All of the data below should be copied exactly as it stands.

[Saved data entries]

##############################

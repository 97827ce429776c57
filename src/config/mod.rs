use serde::{Deserialize, Serialize};
use std::{
    env, fs,
    io::Write,
    path::{Path, PathBuf},
};

use crate::errors::ConfigError;

const APP_DIR: &str = "select_core";
const CONFIG_FILE: &str = "config.json";
const TMP_SUFFIX: &str = "tmp";

/// Base-directory override, mainly for tests and scripted runs.
const CONFIG_DIR_ENV: &str = "SELECT_CORE_CONFIG_DIR";

/// Persisted output preferences for the CLI.
#[derive(Debug, Clone, Default, Serialize, Deserialize, PartialEq, Eq)]
pub struct Config {
    #[serde(default)]
    pub plain_mode: bool,
    #[serde(default)]
    pub quiet_mode: bool,
}

pub struct ConfigManager {
    path: PathBuf,
}

impl ConfigManager {
    /// Manager rooted at `SELECT_CORE_CONFIG_DIR` when set, otherwise the
    /// platform configuration directory, otherwise the working directory.
    pub fn new() -> Self {
        let base = env::var_os(CONFIG_DIR_ENV)
            .map(PathBuf::from)
            .or_else(dirs::config_dir)
            .unwrap_or_else(|| PathBuf::from("."));
        Self::from_base(base)
    }

    #[cfg(test)]
    pub fn with_base_dir(base: PathBuf) -> Self {
        Self::from_base(base)
    }

    fn from_base(base: PathBuf) -> Self {
        Self {
            path: base.join(APP_DIR).join(CONFIG_FILE),
        }
    }

    pub fn path(&self) -> &Path {
        &self.path
    }

    /// Loads the stored config, or defaults when none has been saved yet.
    pub fn load(&self) -> Result<Config, ConfigError> {
        if self.path.exists() {
            let data = fs::read_to_string(&self.path)?;
            Ok(serde_json::from_str(&data)?)
        } else {
            Ok(Config::default())
        }
    }

    /// Saves through a temporary file and rename, so an interrupted write
    /// never leaves a truncated config behind.
    pub fn save(&self, config: &Config) -> Result<(), ConfigError> {
        if let Some(parent) = self.path.parent() {
            fs::create_dir_all(parent)?;
        }
        let json = serde_json::to_string_pretty(config)?;
        let tmp = tmp_path(&self.path);
        write_atomic(&tmp, &json)?;
        fs::rename(&tmp, &self.path)?;
        Ok(())
    }
}

impl Default for ConfigManager {
    fn default() -> Self {
        Self::new()
    }
}

fn tmp_path(path: &Path) -> PathBuf {
    let mut os = path.as_os_str().to_owned();
    os.push(".");
    os.push(TMP_SUFFIX);
    PathBuf::from(os)
}

fn write_atomic(path: &Path, contents: &str) -> Result<(), ConfigError> {
    let mut file = fs::File::create(path)?;
    file.write_all(contents.as_bytes())?;
    file.sync_all()?;
    Ok(())
}

#[cfg(test)]
mod tests {
    use super::*;
    use tempfile::tempdir;

    #[test]
    fn load_defaults_when_missing() {
        let dir = tempdir().expect("tempdir");
        let manager = ConfigManager::with_base_dir(dir.path().to_path_buf());
        assert_eq!(manager.load().expect("load"), Config::default());
    }

    #[test]
    fn save_then_load_round_trips() {
        let dir = tempdir().expect("tempdir");
        let manager = ConfigManager::with_base_dir(dir.path().to_path_buf());
        let config = Config {
            plain_mode: true,
            quiet_mode: false,
        };

        manager.save(&config).expect("save");

        assert!(manager.path().exists());
        assert!(!tmp_path(manager.path()).exists());
        assert_eq!(manager.load().expect("load"), config);
    }

    #[test]
    fn unknown_fields_default_instead_of_failing() {
        let dir = tempdir().expect("tempdir");
        let manager = ConfigManager::with_base_dir(dir.path().to_path_buf());
        fs::create_dir_all(manager.path().parent().expect("parent")).expect("mkdir");
        fs::write(manager.path(), "{\"plain_mode\": true}").expect("write");

        let config = manager.load().expect("load");
        assert!(config.plain_mode);
        assert!(!config.quiet_mode);
    }
}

##############################

WRITTEN REPLY
repository 97827ce429776c57
filename src/config/mod.rs
use serde::{Deserialize, Serialize};
use std::{
    env, fs,
    io::Write,
    path::{Path, PathBuf},
};

use crate::errors::ConfigError;

const APP_DIR: &str = "select_core";
const CONFIG_FILE: &str = "config.json";
const TMP_SUFFIX: &str = "tmp";

/// Base-directory override, mainly for tests and scripted runs.
const CONFIG_DIR_ENV: &str = "SELECT_CORE_CONFIG_DIR";

/// Persisted output preferences for the CLI.
#[derive(Debug, Clone, Default, Serialize, Deserialize, PartialEq, Eq)]
pub struct Config {
    #[serde(default)]
    pub plain_mode: bool,
    #[serde(default)]
    pub quiet_mode: bool,
}

pub struct ConfigManager {
    path: PathBuf,
}

impl ConfigManager {
    /// Manager rooted at `SELECT_CORE_CONFIG_DIR` when set, otherwise the
    /// platform configuration directory, otherwise the working directory.
    pub fn new() -> Self {
        let base = env::var_os(CONFIG_DIR_ENV)
            .map(PathBuf::from)
            .or_else(dirs::config_dir)
            .unwrap_or_else(|| PathBuf::from("."));
        Self::from_base(base)
    }

    #[cfg(test)]
    pub fn with_base_dir(base: PathBuf) -> Self {
        Self::from_base(base)
    }

    fn from_base(base: PathBuf) -> Self {
        Self {
            path: base.join(APP_DIR).join(CONFIG_FILE),
        }
    }

    pub fn path(&self) -> &Path {
        &self.path
    }

    /// Loads the stored config, or defaults when none has been saved yet.
    pub fn load(&self) -> Result<Config, ConfigError> {
        if self.path.exists() {
            let data = fs::read_to_string(&self.path)?;
            Ok(serde_json::from_str(&data)?)
        } else {
            Ok(Config::default())
        }
    }

    /// Saves through a temporary file and rename, so an interrupted write
    /// never leaves a truncated config behind.
    pub fn save(&self, config: &Config) -> Result<(), ConfigError> {
        if let Some(parent) = self.path.parent() {
            fs::create_dir_all(parent)?;
        }
        let json = serde_json::to_string_pretty(config)?;
        let tmp = tmp_path(&self.path);
        write_atomic(&tmp, &json)?;
        fs::rename(&tmp, &self.path)?;
        Ok(())
    }
}

impl Default for ConfigManager {
    fn default() -> Self {
        Self::new()
    }
}

fn tmp_path(path: &Path) -> PathBuf {
    let mut os = path.as_os_str().to_owned();
    os.push(".");
    os.push(TMP_SUFFIX);
    PathBuf::from(os)
}

fn write_atomic(path: &Path, contents: &str) -> Result<(), ConfigError> {
    let mut file = fs::File::create(path)?;
    file.write_all(contents.as_bytes())?;
    file.sync_all()?;
    Ok(())
}

#[cfg(test)]
mod tests {
    use super::*;
    use tempfile::tempdir;

    #[test]
    fn load_defaults_when_missing() {
        let dir = tempdir().expect("tempdir");
        let manager = ConfigManager::with_base_dir(dir.path().to_path_buf());
        assert_eq!(manager.load().expect("load"), Config::default());
    }

    #[test]
    fn save_then_load_round_trips() {
        let dir = tempdir().expect("tempdir");
        let manager = ConfigManager::with_base_dir(dir.path().to_path_buf());
        let config = Config {
            plain_mode: true,
            quiet_mode: false,
        };

        manager.save(&config).expect("save");

        assert!(manager.path().exists());
        assert!(!tmp_path(manager.path()).exists());
        assert_eq!(manager.load().expect("load"), config);
    }

    #[test]
    fn unknown_fields_default_instead_of_failing() {
        let dir = tempdir().expect("tempdir");
        let manager = ConfigManager::with_base_dir(dir.path().to_path_buf());
        fs::create_dir_all(manager.path().parent().expect("parent")).expect("mkdir");
        fs::write(manager.path(), "{\"plain_mode\": true}").expect("write");

        let config = manager.load().expect("load");
        assert!(config.plain_mode);
        assert!(!config.quiet_mode);
    }
}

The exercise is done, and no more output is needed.